- **EXTRACTED INFORMATION**:
┌──

//! The physics world
//!
//! Owns every body, shape and joint, and advances them one fixed timestep at
//! a time. `step` is deterministic: identical state and dt produce
//! bit-identical results, so the game can be replayed and unit-tested from
//! recorded inputs.

use std::fmt;

use glam::Vec2;

use super::body::{BodyId, BodyKind, RigidBody};
use super::contact::{Contact, apply_impulse, circle_circle, circle_segment};
use super::dispatch::{CollisionDispatcher, ContactAction};
use super::joint::{JointId, PivotJoint, RotaryLimitJoint};
use super::shape::{CollisionCategory, Geometry, Shape, ShapeId};

/// Setup-time configuration error. Never produced during stepping.
#[derive(Debug, Clone, Copy, PartialEq, Eq)]
pub enum WorldError {
    /// A shape or joint referenced a body not present in the world
    UnknownBody(BodyId),
}

impl fmt::Display for WorldError {
    fn fmt(&self, f: &mut fmt::Formatter<'_>) -> fmt::Result {
        match self {
            WorldError::UnknownBody(id) => {
                write!(f, "body {} is not in the world (add the body first)", id.0)
            }
        }
    }
}

impl std::error::Error for WorldError {}

/// The simulation world
pub struct World {
    /// Constant acceleration applied to dynamic bodies every step
    pub gravity: Vec2,
    bodies: Vec<RigidBody>,
    shapes: Vec<Shape>,
    pivots: Vec<PivotJoint>,
    rotary_limits: Vec<RotaryLimitJoint>,
    next_body: u32,
    next_shape: u32,
    next_joint: u32,
}

impl World {
    pub fn new(gravity: Vec2) -> Self {
        Self {
            gravity,
            bodies: Vec::new(),
            shapes: Vec::new(),
            pivots: Vec::new(),
            rotary_limits: Vec::new(),
            next_body: 0,
            next_shape: 0,
            next_joint: 0,
        }
    }

    fn alloc_body(&mut self) -> BodyId {
        let id = BodyId(self.next_body);
        self.next_body += 1;
        id
    }

    /// Add a dynamic body at `pos` with the given mass and moment of inertia
    pub fn add_dynamic_body(&mut self, pos: Vec2, mass: f32, moment: f32) -> BodyId {
        let id = self.alloc_body();
        let mut body = RigidBody::dynamic(id, mass, moment);
        body.pos = pos;
        self.bodies.push(body);
        id
    }

    /// Add a kinematic body at `pos` (externally driven velocity, infinite
    /// mass)
    pub fn add_kinematic_body(&mut self, pos: Vec2) -> BodyId {
        let id = self.alloc_body();
        let mut body = RigidBody::kinematic(id);
        body.pos = pos;
        self.bodies.push(body);
        id
    }

    /// Add a static body at `pos`
    pub fn add_static_body(&mut self, pos: Vec2) -> BodyId {
        let id = self.alloc_body();
        let mut body = RigidBody::fixed(id);
        body.pos = pos;
        self.bodies.push(body);
        id
    }

    /// Attach a shape to `body`. The body must already be in the world.
    pub fn add_shape(
        &mut self,
        body: BodyId,
        geometry: Geometry,
        elasticity: f32,
        friction: f32,
        category: CollisionCategory,
    ) -> Result<ShapeId, WorldError> {
        if self.body(body).is_none() {
            return Err(WorldError::UnknownBody(body));
        }
        let id = ShapeId(self.next_shape);
        self.next_shape += 1;
        self.shapes.push(Shape {
            id,
            body,
            geometry,
            elasticity,
            friction,
            category,
        });
        Ok(id)
    }

    /// Pin a local point on each body to coincide
    pub fn add_pivot(
        &mut self,
        body_a: BodyId,
        body_b: BodyId,
        anchor_a: Vec2,
        anchor_b: Vec2,
    ) -> Result<JointId, WorldError> {
        self.check_pair(body_a, body_b)?;
        let id = JointId(self.next_joint);
        self.next_joint += 1;
        self.pivots.push(PivotJoint {
            id,
            body_a,
            body_b,
            anchor_a,
            anchor_b,
        });
        Ok(id)
    }

    /// Bound the relative angle `angle_b - angle_a` to `[min, max]`
    pub fn add_rotary_limit(
        &mut self,
        body_a: BodyId,
        body_b: BodyId,
        min: f32,
        max: f32,
    ) -> Result<JointId, WorldError> {
        self.check_pair(body_a, body_b)?;
        let id = JointId(self.next_joint);
        self.next_joint += 1;
        self.rotary_limits.push(RotaryLimitJoint {
            id,
            body_a,
            body_b,
            min,
            max,
        });
        Ok(id)
    }

    fn check_pair(&self, a: BodyId, b: BodyId) -> Result<(), WorldError> {
        if self.body(a).is_none() {
            return Err(WorldError::UnknownBody(a));
        }
        if self.body(b).is_none() {
            return Err(WorldError::UnknownBody(b));
        }
        Ok(())
    }

    /// Remove a shape. Removing an already-removed shape is a no-op.
    pub fn remove_shape(&mut self, id: ShapeId) -> bool {
        let before = self.shapes.len();
        self.shapes.retain(|s| s.id != id);
        self.shapes.len() != before
    }

    /// Remove a body along with its shapes and any joints referencing it.
    /// Removing an already-removed body is a no-op.
    pub fn remove_body(&mut self, id: BodyId) -> bool {
        let before = self.bodies.len();
        self.bodies.retain(|b| b.id != id);
        if self.bodies.len() == before {
            return false;
        }
        self.shapes.retain(|s| s.body != id);
        self.pivots.retain(|j| j.body_a != id && j.body_b != id);
        self.rotary_limits.retain(|j| j.body_a != id && j.body_b != id);
        true
    }

    pub fn body(&self, id: BodyId) -> Option<&RigidBody> {
        self.bodies.iter().find(|b| b.id == id)
    }

    pub fn body_mut(&mut self, id: BodyId) -> Option<&mut RigidBody> {
        self.bodies.iter_mut().find(|b| b.id == id)
    }

    pub fn shape(&self, id: ShapeId) -> Option<&Shape> {
        self.shapes.iter().find(|s| s.id == id)
    }

    pub fn shapes(&self) -> &[Shape] {
        &self.shapes
    }

    pub fn bodies(&self) -> &[RigidBody] {
        &self.bodies
    }

    /// Mutable references to two distinct bodies
    fn body_pair_mut(&mut self, a: BodyId, b: BodyId) -> Option<(&mut RigidBody, &mut RigidBody)> {
        let ia = self.bodies.iter().position(|body| body.id == a)?;
        let ib = self.bodies.iter().position(|body| body.id == b)?;
        if ia == ib {
            return None;
        }
        if ia < ib {
            let (left, right) = self.bodies.split_at_mut(ib);
            Some((&mut left[ia], &mut right[0]))
        } else {
            let (left, right) = self.bodies.split_at_mut(ia);
            Some((&mut right[0], &mut left[ib]))
        }
    }

    /// Advance the world by `dt`.
    ///
    /// Order per step: integrate velocities and positions, enforce joints,
    /// detect contacts (stable shape-id order), dispatch contact events,
    /// then resolve impulses for contacts the dispatcher did not suppress.
    pub fn step<C>(&mut self, dt: f32, dispatcher: &mut CollisionDispatcher<C>, ctx: &mut C) {
        // Integration
        for body in &mut self.bodies {
            match body.kind {
                BodyKind::Dynamic => {
                    body.vel += self.gravity * dt;
                    body.pos += body.vel * dt;
                    body.angle += body.angular_vel * dt;
                }
                BodyKind::Kinematic => {
                    body.pos += body.vel * dt;
                    body.angle += body.angular_vel * dt;
                }
                BodyKind::Static => {}
            }
        }

        // Constraints
        let pivots = std::mem::take(&mut self.pivots);
        for joint in &pivots {
            if let Some((a, b)) = self.body_pair_mut(joint.body_a, joint.body_b) {
                joint.solve(a, b);
            }
        }
        self.pivots = pivots;

        let limits = std::mem::take(&mut self.rotary_limits);
        for joint in &limits {
            if let Some((a, b)) = self.body_pair_mut(joint.body_a, joint.body_b) {
                joint.solve(a, b);
            }
        }
        self.rotary_limits = limits;

        // Narrow phase over shape pairs with at least one dynamic body,
        // in ascending (id, id) order for determinism
        let mut contacts: Vec<(ShapeId, ShapeId, Contact)> = Vec::new();
        for i in 0..self.shapes.len() {
            for j in (i + 1)..self.shapes.len() {
                let sa = &self.shapes[i];
                let sb = &self.shapes[j];
                if sa.body == sb.body {
                    continue;
                }
                let (Some(ba), Some(bb)) = (self.body(sa.body), self.body(sb.body)) else {
                    continue;
                };
                if ba.kind != BodyKind::Dynamic && bb.kind != BodyKind::Dynamic {
                    continue;
                }
                if let Some(contact) = shape_contact(sa, ba, sb, bb) {
                    contacts.push((sa.id, sb.id, contact));
                }
            }
        }

        // Dispatch, then resolve
        for (id_a, id_b, contact) in contacts {
            let (Some(sa), Some(sb)) = (self.shape(id_a), self.shape(id_b)) else {
                continue;
            };
            let action = dispatcher
                .dispatch(ctx, sa, sb)
                .unwrap_or(ContactAction::Resolve);
            if action == ContactAction::Suppress {
                continue;
            }

            let elasticity = sa.elasticity * sb.elasticity;
            let friction = sa.friction * sb.friction;
            let (body_a, body_b) = (sa.body, sb.body);
            if let Some((a, b)) = self.body_pair_mut(body_a, body_b) {
                apply_impulse(a, b, &contact, elasticity, friction);
            }
        }
    }
}

/// Contact between two shapes, if any. Normal points from A toward B.
/// Segment-segment pairs are not supported (no dynamic body in this game
/// carries a segment shape).
fn shape_contact(sa: &Shape, ba: &RigidBody, sb: &Shape, bb: &RigidBody) -> Option<Contact> {
    match (&sa.geometry, &sb.geometry) {
        (Geometry::Circle { .. }, Geometry::Circle { .. }) => {
            let (ca, ra) = sa.world_circle(ba)?;
            let (cb, rb) = sb.world_circle(bb)?;
            circle_circle(ca, ra, cb, rb)
        }
        (Geometry::Circle { .. }, Geometry::Segment { .. }) => {
            let (c, r) = sa.world_circle(ba)?;
            let (p0, p1, thickness) = sb.world_segment(bb)?;
            circle_segment(c, r, p0, p1, thickness)
        }
        (Geometry::Segment { .. }, Geometry::Circle { .. }) => {
            let (c, r) = sb.world_circle(bb)?;
            let (p0, p1, thickness) = sa.world_segment(ba)?;
            circle_segment(c, r, p0, p1, thickness).map(|mut contact| {
                contact.normal = -contact.normal;
                contact
            })
        }
        (Geometry::Segment { .. }, Geometry::Segment { .. }) => None,
    }
}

└──

- **DIRECTIONS**: Give back exactly the lines running from the line containing "in this game" through the end of the material above, both included, and nothing beyond them.

- **FINAL ANSWER**:
/// Segment-segment pairs are not supported (no dynamic body in this game
/// carries a segment shape).
fn shape_contact(sa: &Shape, ba: &RigidBody, sb: &Shape, bb: &RigidBody) -> Option<Contact> {
    match (&sa.geometry, &sb.geometry) {
        (Geometry::Circle { .. }, Geometry::Circle { .. }) => {
            let (ca, ra) = sa.world_circle(ba)?;
            let (cb, rb) = sb.world_circle(bb)?;
            circle_circle(ca, ra, cb, rb)
        }
        (Geometry::Circle { .. }, Geometry::Segment { .. }) => {
            let (c, r) = sa.world_circle(ba)?;
            let (p0, p1, thickness) = sb.world_segment(bb)?;
            circle_segment(c, r, p0, p1, thickness)
        }
        (Geometry::Segment { .. }, Geometry::Circle { .. }) => {
            let (c, r) = sb.world_circle(bb)?;
            let (p0, p1, thickness) = sa.world_segment(ba)?;
            circle_segment(c, r, p0, p1, thickness).map(|mut contact| {
                contact.normal = -contact.normal;
                contact
            })
        }
        (Geometry::Segment { .. }, Geometry::Segment { .. }) => None,
    }
}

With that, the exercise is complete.